### [What needs to be done]
Once the line with "for a worker" is found in the entries below, repeat it and each following line exactly, up to and including the line with "let _dir_guard = tokio::select!". Add no other lines.

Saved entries
# # # # # # #
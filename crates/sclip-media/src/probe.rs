//! Local media inspection via ffprobe.

use serde::Deserialize;
use std::path::Path;
use std::process::Stdio;
use tokio::process::Command;

use crate::deps::ExternalTool;
use crate::error::{MediaError, MediaResult};

/// Facts about a local media file.
#[derive(Debug, Clone)]
pub struct SourceInfo {
    pub duration_secs: f64,
    pub width: u32,
    pub height: u32,
    pub fps: f64,
    pub video_codec: String,
    pub size_bytes: u64,
}

impl SourceInfo {
    /// Duration of one frame at this file's frame rate.
    ///
    /// This is the trim accuracy tolerance: a cut is considered exact when
    /// the output duration differs from the request by less than this.
    pub fn frame_interval_secs(&self) -> f64 {
        if self.fps > 0.0 {
            1.0 / self.fps
        } else {
            1.0 / 30.0
        }
    }
}

#[derive(Debug, Deserialize)]
struct ProbeOutput {
    format: ProbeFormat,
    streams: Vec<ProbeStream>,
}

#[derive(Debug, Deserialize)]
struct ProbeFormat {
    duration: Option<String>,
    size: Option<String>,
}

#[derive(Debug, Deserialize)]
struct ProbeStream {
    codec_type: String,
    codec_name: Option<String>,
    width: Option<u32>,
    height: Option<u32>,
    avg_frame_rate: Option<String>,
    r_frame_rate: Option<String>,
}

/// Probe a local media file.
pub async fn probe_media(path: impl AsRef<Path>) -> MediaResult<SourceInfo> {
    let path = path.as_ref();
    if !path.exists() {
        return Err(MediaError::FileNotFound(path.to_path_buf()));
    }

    let output = Command::new("ffprobe")
        .args([
            "-v",
            "quiet",
            "-print_format",
            "json",
            "-show_format",
            "-show_streams",
        ])
        .arg(path)
        .stdin(Stdio::null())
        .stdout(Stdio::piped())
        .stderr(Stdio::piped())
        .output()
        .await
        .map_err(|e| match e.kind() {
            std::io::ErrorKind::NotFound => MediaError::ToolMissing(ExternalTool::Ffprobe),
            _ => MediaError::Io(e),
        })?;

    if !output.status.success() {
        return Err(MediaError::FfprobeFailed {
            message: format!("ffprobe failed for {}", path.display()),
            stderr: Some(String::from_utf8_lossy(&output.stderr).to_string()),
        });
    }

    let probe: ProbeOutput = serde_json::from_slice(&output.stdout)?;

    let video = probe
        .streams
        .iter()
        .find(|s| s.codec_type == "video")
        .ok_or_else(|| MediaError::InvalidMedia("no video stream found".to_string()))?;

    let duration_secs = probe
        .format
        .duration
        .as_deref()
        .and_then(|d| d.parse::<f64>().ok())
        .unwrap_or(0.0);

    let size_bytes = probe
        .format
        .size
        .as_deref()
        .and_then(|s| s.parse::<u64>().ok())
        .unwrap_or(0);

    let fps = video
        .avg_frame_rate
        .as_deref()
        .or(video.r_frame_rate.as_deref())
        .and_then(parse_frame_rate)
        .unwrap_or(30.0);

    Ok(SourceInfo {
        duration_secs,
        width: video.width.unwrap_or(0),
        height: video.height.unwrap_or(0),
        fps,
        video_codec: video.codec_name.clone().unwrap_or_default(),
        size_bytes,
    })
}

/// Parse a frame rate expressed as "30000/1001" or "29.97".
fn parse_frame_rate(s: &str) -> Option<f64> {
    if let Some((num, den)) = s.split_once('/') {
        let num: f64 = num.parse().ok()?;
        let den: f64 = den.parse().ok()?;
        if den > 0.0 {
            return Some(num / den);
        }
        return None;
    }
    s.parse().ok()
}
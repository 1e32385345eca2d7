//! Per-job worker task.
//!
//! Drives one job through admission checks, resolution, trim, filters, and
//! final placement. Cancellation is cooperative: checked between stages and
//! passed into every long-running call.

use std::path::PathBuf;
use std::sync::Arc;

use tokio::sync::{watch, Semaphore};
use tracing::{error, info};

use sclip_media::{dir_is_writable, move_file, ResolvedSource};
use sclip_models::{ClipRequest, Entitlement, JobId};

use crate::config::PipelineConfig;
use crate::dirlock::DirLocks;
use crate::error::{PipelineError, PipelineResult};
use crate::filters::apply_filter_chain;
use crate::stages::{MediaStages, StageProgress};
use crate::store::JobStore;

/// Progress checkpoints, percent. The trim stage interpolates its band from
/// real encoder progress; everything else reports at stage boundaries.
const RESOLVE_START: u8 = 5;
const TRIM_START: u8 = 25;
const TRIM_END: u8 = 80;
const FILTERS_END: u8 = 95;

/// Shared dependencies of every job runner.
pub(crate) struct RunnerContext {
    pub config: PipelineConfig,
    pub stages: Arc<dyn MediaStages>,
    pub store: Arc<JobStore>,
    pub dir_locks: Arc<DirLocks>,
    pub job_slots: Arc<Semaphore>,
}

/// Run a job to its terminal state.
pub(crate) async fn run_job(
    ctx: Arc<RunnerContext>,
    id: JobId,
    entitlement: Entitlement,
    mut cancel: watch::Receiver<bool>,
) {
    match execute(&ctx, &id, entitlement, &mut cancel).await {
        Ok(result_path) => {
            info!(job_id = %id, path = %result_path.display(), "job ready");
            ctx.store.update(&id, |job| job.complete(result_path));
        }
        Err(PipelineError::Cancelled) => {
            info!(job_id = %id, "job cancelled");
            ctx.store.update(&id, |job| job.cancel());
        }
        Err(e) => {
            error!(job_id = %id, kind = %e.kind(), error = %e, "job failed");
            ctx.store.update(&id, |job| job.fail(e.to_job_error()));
        }
    }
}

async fn execute(
    ctx: &Arc<RunnerContext>,
    id: &JobId,
    entitlement: Entitlement,
    cancel: &mut watch::Receiver<bool>,
) -> PipelineResult<PathBuf> {
    let request = ctx
        .store
        .snapshot(id)
        .expect("job registered before its runner starts")
        .request;

    // Entitlement gate: denial is terminal without ever entering Processing
    if !entitlement.allows_format(request.format_id) {
        return Err(PipelineError::entitlement_denied(format!(
            "{} export requires the Pro plan",
            request.format_id
        )));
    }
    if let Some(option) = entitlement.denied_option(&request.options) {
        return Err(PipelineError::entitlement_denied(format!(
            "the {} option requires the Pro plan",
            option
        )));
    }

    // Dependencies before any network call
    ctx.stages.check_dependencies()?;
    ensure_live(cancel)?;

    // Bound global concurrency, then serialize per destination directory.
    // Both waits happen while still Pending and react to cancellation.
    ctx.store
        .update(id, |job| job.set_progress(0, "Waiting for a worker slot"));
    let _slot = acquire_slot(&ctx.job_slots, cancel).await?;

    ctx.store.update(id, |job| {
        job.set_progress(0, "Queued for destination directory")
    });
    let dir_lock = ctx.dir_locks.for_dir(&request.destination_dir);
    let _dir_guard = tokio::select! {
        guard = dir_lock.lock() => guard,
        _ = wait_cancelled(cancel) => return Err(PipelineError::Cancelled),
    };
    ensure_live(cancel)?;

    ctx.store.update(id, |job| {
        job.start();
        job.set_progress(1, "Starting");
    });

    tokio::fs::create_dir_all(&ctx.config.work_dir).await?;
    let work_dir = tempfile::Builder::new()
        .prefix(&format!("sclip-{}-", request.source_id))
        .tempdir_in(&ctx.config.work_dir)?;

    // Resolve, with one bounded retry for retryable source failures
    ctx.store
        .update(id, |job| job.set_progress(RESOLVE_START, "Fetching source"));
    let resolved = resolve_with_retry(ctx, id, &request, work_dir.path(), cancel).await?;

    // Re-validate the range invariant against the true source duration;
    // reject rather than clamp
    request
        .time_range
        .check_within(resolved.source_duration_secs)
        .map_err(|e| PipelineError::InvalidRange(e.to_string()))?;

    ctx.store.update(id, |job| {
        job.set_progress(TRIM_START, format!("Source ready ({})", resolved.actual_format))
    });
    ensure_live(cancel)?;

    // Trim with real encoder progress mapped into the stage band
    let trimmed = {
        let store = Arc::clone(&ctx.store);
        let job_id = id.clone();
        let on_progress: StageProgress = Box::new(move |ratio| {
            let span = (TRIM_END - TRIM_START) as f64;
            let percent = TRIM_START + (ratio.clamp(0.0, 1.0) * span) as u8;
            store.update(&job_id, |job| job.set_progress(percent, "Trimming clip"));
        });
        ctx.stages
            .trim(&request, &resolved, work_dir.path(), cancel.clone(), on_progress)
            .await?
    };
    ctx.store
        .update(id, |job| job.set_progress(TRIM_END, "Trim complete"));
    ensure_live(cancel)?;

    // Optional filters; failures degrade to a warning
    let outcome = {
        let store = Arc::clone(&ctx.store);
        let job_id = id.clone();
        apply_filter_chain(
            ctx.stages.as_ref(),
            trimmed,
            &request,
            &resolved,
            work_dir.path(),
            cancel,
            move |stage| {
                store.update(&job_id, |job| {
                    job.set_progress(TRIM_END, format!("Applying {} filter", stage))
                });
            },
        )
        .await?
    };
    if let Some(warning) = &outcome.warning {
        ctx.store.update(id, |job| job.warn(warning.clone()));
    }
    ensure_live(cancel)?;

    // Final placement
    ctx.store
        .update(id, |job| job.set_progress(FILTERS_END, "Saving clip"));
    finalize(&request, &resolved, outcome.artifact).await
}

/// Move the artifact (and summary sidecar, if any) into the destination.
async fn finalize(
    request: &ClipRequest,
    resolved: &ResolvedSource,
    artifact: PathBuf,
) -> PipelineResult<PathBuf> {
    if !dir_is_writable(&request.destination_dir).await {
        return Err(PipelineError::DestinationUnwritable(
            request.destination_dir.clone(),
        ));
    }

    let file_name = format!(
        "{}_{}.mp4",
        request.source_id,
        chrono::Utc::now().timestamp()
    );
    let dest = request.destination_dir.join(file_name);

    move_file(&artifact, &dest)
        .await
        .map_err(|_| PipelineError::DestinationUnwritable(request.destination_dir.clone()))?;

    let sidecar = artifact.with_extension("summary.json");
    if sidecar.exists() {
        let _ = move_file(&sidecar, &dest.with_extension("summary.json")).await;
    }

    info!(
        dest = %dest.display(),
        title = %resolved.title,
        "clip placed in destination"
    );
    Ok(dest)
}

async fn resolve_with_retry(
    ctx: &Arc<RunnerContext>,
    id: &JobId,
    request: &ClipRequest,
    work_dir: &std::path::Path,
    cancel: &watch::Receiver<bool>,
) -> PipelineResult<ResolvedSource> {
    let mut attempt = 0;
    loop {
        match ctx.stages.resolve(request, work_dir, cancel).await {
            Ok(resolved) => return Ok(resolved),
            Err(e) if e.is_retryable() && attempt < ctx.config.source_retries => {
                attempt += 1;
                info!(
                    job_id = %id,
                    attempt,
                    error = %e,
                    "source unavailable, retrying"
                );
                ctx.store.update(id, |job| {
                    job.set_progress(RESOLVE_START, "Retrying source fetch")
                });
            }
            Err(e) => return Err(e),
        }
    }
}

/// Acquire a global job slot, reacting to cancellation while queued.
async fn acquire_slot(
    slots: &Arc<Semaphore>,
    cancel: &mut watch::Receiver<bool>,
) -> PipelineResult<tokio::sync::OwnedSemaphorePermit> {
    tokio::select! {
        permit = Arc::clone(slots).acquire_owned() => {
            permit.map_err(|_| PipelineError::Cancelled)
        }
        _ = wait_cancelled(cancel) => Err(PipelineError::Cancelled),
    }
}

fn ensure_live(cancel: &watch::Receiver<bool>) -> PipelineResult<()> {
    if *cancel.borrow() {
        Err(PipelineError::Cancelled)
    } else {
        Ok(())
    }
}

async fn wait_cancelled(cancel: &mut watch::Receiver<bool>) {
    while !*cancel.borrow() {
        if cancel.changed().await.is_err() {
            std::future::pending::<()>().await;
        }
    }
}
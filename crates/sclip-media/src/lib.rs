#![deny(unreachable_patterns)]
//! FFmpeg / yt-dlp wrapper for clip production.
//!
//! This crate provides:
//! - External tool probing (`deps`)
//! - Type-safe FFmpeg command building with progress parsing and prompt
//!   cancellation (`command`)
//! - Source acquisition with quality fallback (`resolve`)
//! - Seek-accurate trimming and transcoding (`trim`)
//! - Subtitle fetch/retime/burn-in and silence removal (`subtitles`,
//!   `silence`)

pub mod command;
pub mod deps;
pub mod error;
pub mod fs;
pub mod probe;
pub mod resolve;
pub mod silence;
pub mod subtitles;
pub mod trim;

pub use command::{EncodeProgress, FfmpegCommand, FfmpegRunner};
pub use deps::{ExternalTool, SystemProber, ToolProbe};
pub use error::{MediaError, MediaResult};
pub use fs::{dir_is_writable, move_file};
pub use probe::{probe_media, SourceInfo};
pub use resolve::{
    fetch_source_metadata, resolve_source, select_actual_format, OfferedFormat, ResolvedSource,
    SourceMetadata,
};
pub use silence::{apply_silence_cuts, detect_silence, plan_keeps, KeepSegment, SilenceSpan};
pub use subtitles::{burn_subtitles, fetch_subtitles, shift_srt};
pub use trim::{needs_reencode, trim_clip, TrimSpec};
# # # # # # #
### [Response to this task]
        .update(id, |job| job.set_progress(0, "Waiting for a worker slot"));
    let _slot = acquire_slot(&ctx.job_slots, cancel).await?;

    ctx.store.update(id, |job| {
        job.set_progress(0, "Queued for destination directory")
    });
    let dir_lock = ctx.dir_locks.for_dir(&request.destination_dir);
    let _dir_guard = tokio::select! {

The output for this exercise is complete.